**YOUR OBJECTIVE**
If a line in the data below contains the word "FollowupPlan", copy it out.

**RECORDS TO USE**

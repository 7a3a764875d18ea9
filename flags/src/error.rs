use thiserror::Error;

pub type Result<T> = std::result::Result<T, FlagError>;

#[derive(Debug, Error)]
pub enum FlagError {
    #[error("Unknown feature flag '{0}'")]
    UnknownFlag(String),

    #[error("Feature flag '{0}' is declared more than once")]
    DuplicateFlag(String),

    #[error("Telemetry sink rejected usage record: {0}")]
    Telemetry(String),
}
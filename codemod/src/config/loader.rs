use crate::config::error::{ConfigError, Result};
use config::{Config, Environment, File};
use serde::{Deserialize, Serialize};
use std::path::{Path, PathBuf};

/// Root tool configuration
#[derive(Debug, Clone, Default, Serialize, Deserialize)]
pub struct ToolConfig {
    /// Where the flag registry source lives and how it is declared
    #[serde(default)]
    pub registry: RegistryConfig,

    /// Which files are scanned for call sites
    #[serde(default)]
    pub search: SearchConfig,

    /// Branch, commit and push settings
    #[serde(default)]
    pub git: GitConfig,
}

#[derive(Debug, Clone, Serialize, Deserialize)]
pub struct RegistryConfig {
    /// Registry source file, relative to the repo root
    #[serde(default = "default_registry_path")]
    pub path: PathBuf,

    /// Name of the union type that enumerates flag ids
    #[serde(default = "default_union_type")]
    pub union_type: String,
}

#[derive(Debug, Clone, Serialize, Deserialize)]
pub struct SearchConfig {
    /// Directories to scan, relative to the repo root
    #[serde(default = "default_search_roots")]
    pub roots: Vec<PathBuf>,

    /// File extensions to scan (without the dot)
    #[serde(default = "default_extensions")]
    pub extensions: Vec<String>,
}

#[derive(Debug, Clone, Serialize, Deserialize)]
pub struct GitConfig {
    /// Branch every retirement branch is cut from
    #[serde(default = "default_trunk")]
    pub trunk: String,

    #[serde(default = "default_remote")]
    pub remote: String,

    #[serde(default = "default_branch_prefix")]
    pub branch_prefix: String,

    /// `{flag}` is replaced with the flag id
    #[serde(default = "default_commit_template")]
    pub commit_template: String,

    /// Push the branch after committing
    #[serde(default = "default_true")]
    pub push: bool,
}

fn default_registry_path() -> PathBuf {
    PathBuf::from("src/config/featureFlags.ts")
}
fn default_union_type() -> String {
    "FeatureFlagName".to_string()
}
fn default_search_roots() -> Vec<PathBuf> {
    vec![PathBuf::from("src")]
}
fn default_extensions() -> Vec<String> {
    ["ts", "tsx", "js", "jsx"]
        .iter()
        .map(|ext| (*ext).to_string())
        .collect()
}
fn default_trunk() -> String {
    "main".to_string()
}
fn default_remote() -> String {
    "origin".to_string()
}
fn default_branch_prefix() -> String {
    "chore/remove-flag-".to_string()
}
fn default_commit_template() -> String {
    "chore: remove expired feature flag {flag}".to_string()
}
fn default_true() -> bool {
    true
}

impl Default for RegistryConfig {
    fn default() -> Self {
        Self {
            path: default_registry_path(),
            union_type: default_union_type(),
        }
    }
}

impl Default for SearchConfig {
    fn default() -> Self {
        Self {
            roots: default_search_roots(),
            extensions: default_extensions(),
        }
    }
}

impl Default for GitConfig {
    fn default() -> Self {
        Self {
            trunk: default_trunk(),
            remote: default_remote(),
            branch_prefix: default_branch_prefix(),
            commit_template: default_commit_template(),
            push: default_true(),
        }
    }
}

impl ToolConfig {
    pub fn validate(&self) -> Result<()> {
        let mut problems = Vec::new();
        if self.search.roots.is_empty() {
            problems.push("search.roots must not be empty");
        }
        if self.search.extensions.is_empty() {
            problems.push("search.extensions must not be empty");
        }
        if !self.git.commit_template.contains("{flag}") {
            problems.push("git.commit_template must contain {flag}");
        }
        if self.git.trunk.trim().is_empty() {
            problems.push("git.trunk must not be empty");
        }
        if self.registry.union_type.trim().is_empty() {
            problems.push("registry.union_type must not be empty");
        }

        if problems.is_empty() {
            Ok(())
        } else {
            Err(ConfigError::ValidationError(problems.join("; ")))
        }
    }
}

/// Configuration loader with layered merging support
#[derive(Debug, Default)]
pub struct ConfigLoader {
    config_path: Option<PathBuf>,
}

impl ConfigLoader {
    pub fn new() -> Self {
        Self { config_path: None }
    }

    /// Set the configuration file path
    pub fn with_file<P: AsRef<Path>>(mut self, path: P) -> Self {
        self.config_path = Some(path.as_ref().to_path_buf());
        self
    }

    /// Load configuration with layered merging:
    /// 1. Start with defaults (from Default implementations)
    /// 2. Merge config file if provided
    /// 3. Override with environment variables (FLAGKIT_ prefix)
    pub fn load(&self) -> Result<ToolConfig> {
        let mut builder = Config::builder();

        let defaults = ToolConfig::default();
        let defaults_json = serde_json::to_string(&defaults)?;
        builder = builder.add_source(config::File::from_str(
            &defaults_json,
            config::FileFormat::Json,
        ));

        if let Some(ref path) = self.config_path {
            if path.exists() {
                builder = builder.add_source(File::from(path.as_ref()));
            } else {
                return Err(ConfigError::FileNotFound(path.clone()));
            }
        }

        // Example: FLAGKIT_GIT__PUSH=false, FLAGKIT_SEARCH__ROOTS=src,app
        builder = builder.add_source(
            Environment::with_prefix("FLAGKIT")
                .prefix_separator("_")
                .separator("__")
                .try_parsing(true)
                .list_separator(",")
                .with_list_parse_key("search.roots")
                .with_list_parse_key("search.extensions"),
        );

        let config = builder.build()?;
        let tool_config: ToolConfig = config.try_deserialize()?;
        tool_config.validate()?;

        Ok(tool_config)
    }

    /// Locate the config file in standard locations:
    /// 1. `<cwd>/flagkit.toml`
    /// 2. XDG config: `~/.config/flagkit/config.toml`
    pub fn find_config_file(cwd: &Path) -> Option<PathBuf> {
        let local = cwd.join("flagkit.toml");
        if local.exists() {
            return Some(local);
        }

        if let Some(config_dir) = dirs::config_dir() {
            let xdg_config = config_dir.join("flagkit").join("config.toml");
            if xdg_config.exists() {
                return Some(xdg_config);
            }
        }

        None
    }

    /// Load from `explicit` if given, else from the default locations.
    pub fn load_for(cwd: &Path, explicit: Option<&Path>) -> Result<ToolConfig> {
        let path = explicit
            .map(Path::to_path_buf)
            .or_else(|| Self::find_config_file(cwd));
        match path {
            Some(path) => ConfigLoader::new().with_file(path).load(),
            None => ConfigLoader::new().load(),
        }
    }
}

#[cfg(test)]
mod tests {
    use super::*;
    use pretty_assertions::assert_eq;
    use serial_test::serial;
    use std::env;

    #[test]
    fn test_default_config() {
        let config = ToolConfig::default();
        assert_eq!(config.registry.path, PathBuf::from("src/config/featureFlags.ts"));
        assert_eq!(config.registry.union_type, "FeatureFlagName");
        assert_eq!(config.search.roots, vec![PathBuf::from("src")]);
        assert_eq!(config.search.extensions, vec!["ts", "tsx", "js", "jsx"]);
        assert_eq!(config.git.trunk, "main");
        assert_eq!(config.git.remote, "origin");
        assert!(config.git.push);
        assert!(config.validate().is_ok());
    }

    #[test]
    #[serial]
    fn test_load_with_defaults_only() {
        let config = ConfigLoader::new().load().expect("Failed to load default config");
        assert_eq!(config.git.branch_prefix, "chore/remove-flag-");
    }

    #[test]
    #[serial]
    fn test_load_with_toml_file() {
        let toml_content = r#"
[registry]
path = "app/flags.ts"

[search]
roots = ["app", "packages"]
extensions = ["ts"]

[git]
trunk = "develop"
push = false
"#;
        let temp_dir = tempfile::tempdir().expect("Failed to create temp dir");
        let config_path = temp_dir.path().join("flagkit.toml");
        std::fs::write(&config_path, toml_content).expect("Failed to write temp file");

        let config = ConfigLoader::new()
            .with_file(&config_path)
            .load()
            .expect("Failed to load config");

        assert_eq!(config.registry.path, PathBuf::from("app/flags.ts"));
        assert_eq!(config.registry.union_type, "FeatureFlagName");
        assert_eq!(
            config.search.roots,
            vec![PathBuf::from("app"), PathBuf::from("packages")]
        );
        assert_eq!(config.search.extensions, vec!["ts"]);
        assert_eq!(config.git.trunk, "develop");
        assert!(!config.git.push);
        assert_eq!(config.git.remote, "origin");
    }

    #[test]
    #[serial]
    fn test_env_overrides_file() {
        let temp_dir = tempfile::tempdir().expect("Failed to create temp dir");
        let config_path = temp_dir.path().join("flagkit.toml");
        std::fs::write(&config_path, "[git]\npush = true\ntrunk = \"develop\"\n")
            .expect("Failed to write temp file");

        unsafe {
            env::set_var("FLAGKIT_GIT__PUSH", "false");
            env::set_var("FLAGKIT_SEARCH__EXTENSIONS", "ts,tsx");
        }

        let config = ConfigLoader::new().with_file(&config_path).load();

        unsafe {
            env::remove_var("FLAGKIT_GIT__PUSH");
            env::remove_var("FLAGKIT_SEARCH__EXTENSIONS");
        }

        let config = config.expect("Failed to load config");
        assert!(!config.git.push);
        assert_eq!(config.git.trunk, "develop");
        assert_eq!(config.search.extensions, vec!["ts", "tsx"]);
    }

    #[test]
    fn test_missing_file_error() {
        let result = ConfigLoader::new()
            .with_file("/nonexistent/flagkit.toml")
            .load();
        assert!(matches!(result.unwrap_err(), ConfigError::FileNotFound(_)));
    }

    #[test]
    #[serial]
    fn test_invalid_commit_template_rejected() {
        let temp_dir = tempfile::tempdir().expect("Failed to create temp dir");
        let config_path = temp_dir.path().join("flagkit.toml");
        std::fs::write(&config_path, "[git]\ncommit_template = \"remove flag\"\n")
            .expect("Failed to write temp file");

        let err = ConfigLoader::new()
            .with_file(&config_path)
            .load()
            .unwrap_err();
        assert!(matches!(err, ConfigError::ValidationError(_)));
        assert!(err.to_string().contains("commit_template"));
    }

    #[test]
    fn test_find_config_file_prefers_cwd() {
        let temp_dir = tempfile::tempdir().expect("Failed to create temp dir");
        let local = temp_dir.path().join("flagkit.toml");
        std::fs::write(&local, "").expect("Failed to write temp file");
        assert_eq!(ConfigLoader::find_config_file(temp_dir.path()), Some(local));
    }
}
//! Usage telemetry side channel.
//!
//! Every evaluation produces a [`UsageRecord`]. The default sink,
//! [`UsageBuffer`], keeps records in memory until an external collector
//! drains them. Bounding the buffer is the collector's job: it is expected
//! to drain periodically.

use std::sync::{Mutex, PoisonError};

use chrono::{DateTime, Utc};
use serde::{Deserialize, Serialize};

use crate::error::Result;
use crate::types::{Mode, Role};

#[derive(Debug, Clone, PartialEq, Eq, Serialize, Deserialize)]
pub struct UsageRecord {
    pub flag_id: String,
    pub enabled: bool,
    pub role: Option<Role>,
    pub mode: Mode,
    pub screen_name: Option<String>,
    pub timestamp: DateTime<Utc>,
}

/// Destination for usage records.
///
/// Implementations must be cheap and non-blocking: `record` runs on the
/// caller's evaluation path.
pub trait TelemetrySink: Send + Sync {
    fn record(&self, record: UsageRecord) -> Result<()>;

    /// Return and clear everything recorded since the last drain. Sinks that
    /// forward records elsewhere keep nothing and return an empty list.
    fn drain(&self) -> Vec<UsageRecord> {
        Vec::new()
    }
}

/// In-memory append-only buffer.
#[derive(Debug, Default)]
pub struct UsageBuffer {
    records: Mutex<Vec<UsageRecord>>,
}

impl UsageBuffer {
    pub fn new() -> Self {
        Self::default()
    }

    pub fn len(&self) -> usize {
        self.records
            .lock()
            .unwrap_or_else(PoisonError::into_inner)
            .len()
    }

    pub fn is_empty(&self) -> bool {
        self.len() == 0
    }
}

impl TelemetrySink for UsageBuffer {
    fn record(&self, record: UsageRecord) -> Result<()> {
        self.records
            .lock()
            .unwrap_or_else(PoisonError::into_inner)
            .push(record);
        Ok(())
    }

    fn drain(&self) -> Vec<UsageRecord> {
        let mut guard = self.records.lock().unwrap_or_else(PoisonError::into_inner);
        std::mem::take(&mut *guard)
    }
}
--
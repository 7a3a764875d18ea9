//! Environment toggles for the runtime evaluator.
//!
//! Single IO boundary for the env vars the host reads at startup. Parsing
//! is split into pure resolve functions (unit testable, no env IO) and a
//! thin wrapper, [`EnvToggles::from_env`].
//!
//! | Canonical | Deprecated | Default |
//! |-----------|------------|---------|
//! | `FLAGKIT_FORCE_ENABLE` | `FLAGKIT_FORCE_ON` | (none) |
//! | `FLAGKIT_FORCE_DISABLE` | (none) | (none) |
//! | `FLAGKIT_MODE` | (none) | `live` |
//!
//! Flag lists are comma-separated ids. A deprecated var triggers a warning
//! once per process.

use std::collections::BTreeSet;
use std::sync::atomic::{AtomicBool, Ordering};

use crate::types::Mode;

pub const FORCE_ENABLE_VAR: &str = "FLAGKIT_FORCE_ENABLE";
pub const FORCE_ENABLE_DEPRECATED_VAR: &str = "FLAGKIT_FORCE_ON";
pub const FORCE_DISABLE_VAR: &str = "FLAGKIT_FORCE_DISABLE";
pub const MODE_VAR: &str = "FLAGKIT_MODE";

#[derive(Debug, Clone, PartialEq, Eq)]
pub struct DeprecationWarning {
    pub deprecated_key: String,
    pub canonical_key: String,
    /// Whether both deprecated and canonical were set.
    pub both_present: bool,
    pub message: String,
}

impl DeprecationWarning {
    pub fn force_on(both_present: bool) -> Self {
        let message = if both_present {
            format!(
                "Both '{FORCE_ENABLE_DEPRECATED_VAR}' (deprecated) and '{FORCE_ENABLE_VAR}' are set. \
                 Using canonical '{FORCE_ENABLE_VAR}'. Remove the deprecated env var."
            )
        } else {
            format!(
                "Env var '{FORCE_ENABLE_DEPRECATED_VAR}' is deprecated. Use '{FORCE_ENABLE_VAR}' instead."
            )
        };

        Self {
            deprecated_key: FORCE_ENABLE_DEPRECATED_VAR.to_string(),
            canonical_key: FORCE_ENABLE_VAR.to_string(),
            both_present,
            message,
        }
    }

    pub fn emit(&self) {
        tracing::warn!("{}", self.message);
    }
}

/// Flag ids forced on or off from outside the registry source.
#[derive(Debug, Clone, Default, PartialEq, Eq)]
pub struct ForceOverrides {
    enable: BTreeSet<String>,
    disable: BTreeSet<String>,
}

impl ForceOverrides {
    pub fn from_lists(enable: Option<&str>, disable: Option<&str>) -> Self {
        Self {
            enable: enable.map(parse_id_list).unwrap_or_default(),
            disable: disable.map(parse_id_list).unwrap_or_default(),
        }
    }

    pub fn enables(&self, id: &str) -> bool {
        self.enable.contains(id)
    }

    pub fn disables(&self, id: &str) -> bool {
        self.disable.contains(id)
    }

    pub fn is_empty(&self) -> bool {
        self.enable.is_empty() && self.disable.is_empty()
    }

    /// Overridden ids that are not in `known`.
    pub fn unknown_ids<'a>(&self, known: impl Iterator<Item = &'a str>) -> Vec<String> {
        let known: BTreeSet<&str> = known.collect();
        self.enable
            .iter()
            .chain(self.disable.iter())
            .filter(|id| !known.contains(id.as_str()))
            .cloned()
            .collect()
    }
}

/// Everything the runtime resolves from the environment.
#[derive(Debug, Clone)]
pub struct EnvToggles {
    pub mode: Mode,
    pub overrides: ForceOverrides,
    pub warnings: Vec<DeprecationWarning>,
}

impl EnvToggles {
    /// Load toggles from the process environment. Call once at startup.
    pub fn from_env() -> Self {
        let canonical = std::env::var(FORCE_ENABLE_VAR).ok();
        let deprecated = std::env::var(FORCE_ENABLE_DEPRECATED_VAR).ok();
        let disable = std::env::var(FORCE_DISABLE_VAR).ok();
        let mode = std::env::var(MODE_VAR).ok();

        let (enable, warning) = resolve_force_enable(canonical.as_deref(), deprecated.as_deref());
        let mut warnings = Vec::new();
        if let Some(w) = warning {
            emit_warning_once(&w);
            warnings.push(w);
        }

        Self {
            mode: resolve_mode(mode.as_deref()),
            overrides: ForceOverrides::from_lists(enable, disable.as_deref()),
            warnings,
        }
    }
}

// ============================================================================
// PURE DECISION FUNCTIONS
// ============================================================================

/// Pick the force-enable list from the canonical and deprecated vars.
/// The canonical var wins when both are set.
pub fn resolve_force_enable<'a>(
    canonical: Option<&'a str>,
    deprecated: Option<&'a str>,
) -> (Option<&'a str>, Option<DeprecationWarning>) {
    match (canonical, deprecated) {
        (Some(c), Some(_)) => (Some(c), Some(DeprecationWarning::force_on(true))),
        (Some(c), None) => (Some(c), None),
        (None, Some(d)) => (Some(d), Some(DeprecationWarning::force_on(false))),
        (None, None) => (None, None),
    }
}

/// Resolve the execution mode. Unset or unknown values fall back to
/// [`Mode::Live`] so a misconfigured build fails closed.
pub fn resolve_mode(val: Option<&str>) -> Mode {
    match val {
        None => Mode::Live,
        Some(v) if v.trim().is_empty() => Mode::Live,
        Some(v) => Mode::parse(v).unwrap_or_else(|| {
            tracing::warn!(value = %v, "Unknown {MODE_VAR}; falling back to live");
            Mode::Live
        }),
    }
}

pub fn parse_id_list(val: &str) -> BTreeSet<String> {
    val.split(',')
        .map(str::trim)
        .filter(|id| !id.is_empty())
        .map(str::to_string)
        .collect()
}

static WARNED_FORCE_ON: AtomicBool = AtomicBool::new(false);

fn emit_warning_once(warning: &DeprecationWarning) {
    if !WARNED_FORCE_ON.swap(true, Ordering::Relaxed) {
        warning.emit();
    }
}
...
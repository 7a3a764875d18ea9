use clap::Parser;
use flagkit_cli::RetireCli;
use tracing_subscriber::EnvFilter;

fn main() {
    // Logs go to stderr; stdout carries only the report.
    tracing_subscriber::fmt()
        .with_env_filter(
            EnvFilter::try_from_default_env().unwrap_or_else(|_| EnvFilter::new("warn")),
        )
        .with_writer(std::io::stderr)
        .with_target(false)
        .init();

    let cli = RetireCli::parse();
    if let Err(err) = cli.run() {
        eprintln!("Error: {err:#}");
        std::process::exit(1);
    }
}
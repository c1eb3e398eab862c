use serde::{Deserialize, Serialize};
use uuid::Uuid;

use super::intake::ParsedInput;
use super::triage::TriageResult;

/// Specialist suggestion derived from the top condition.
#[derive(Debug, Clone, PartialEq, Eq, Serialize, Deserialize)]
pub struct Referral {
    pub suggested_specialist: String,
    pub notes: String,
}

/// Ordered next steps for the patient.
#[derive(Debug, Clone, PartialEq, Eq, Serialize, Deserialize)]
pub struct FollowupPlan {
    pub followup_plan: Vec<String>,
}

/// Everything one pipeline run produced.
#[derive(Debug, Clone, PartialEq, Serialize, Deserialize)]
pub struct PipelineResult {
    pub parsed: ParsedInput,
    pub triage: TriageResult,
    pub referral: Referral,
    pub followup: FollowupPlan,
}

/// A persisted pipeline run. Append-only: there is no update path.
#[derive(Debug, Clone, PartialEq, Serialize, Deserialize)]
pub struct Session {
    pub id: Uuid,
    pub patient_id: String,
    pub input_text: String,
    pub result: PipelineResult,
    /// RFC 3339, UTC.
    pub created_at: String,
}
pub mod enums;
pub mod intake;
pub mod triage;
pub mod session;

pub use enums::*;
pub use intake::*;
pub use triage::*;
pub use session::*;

**PROBLEM SOLUTION**
pub struct FollowupPlan {
    pub followup: FollowupPlan,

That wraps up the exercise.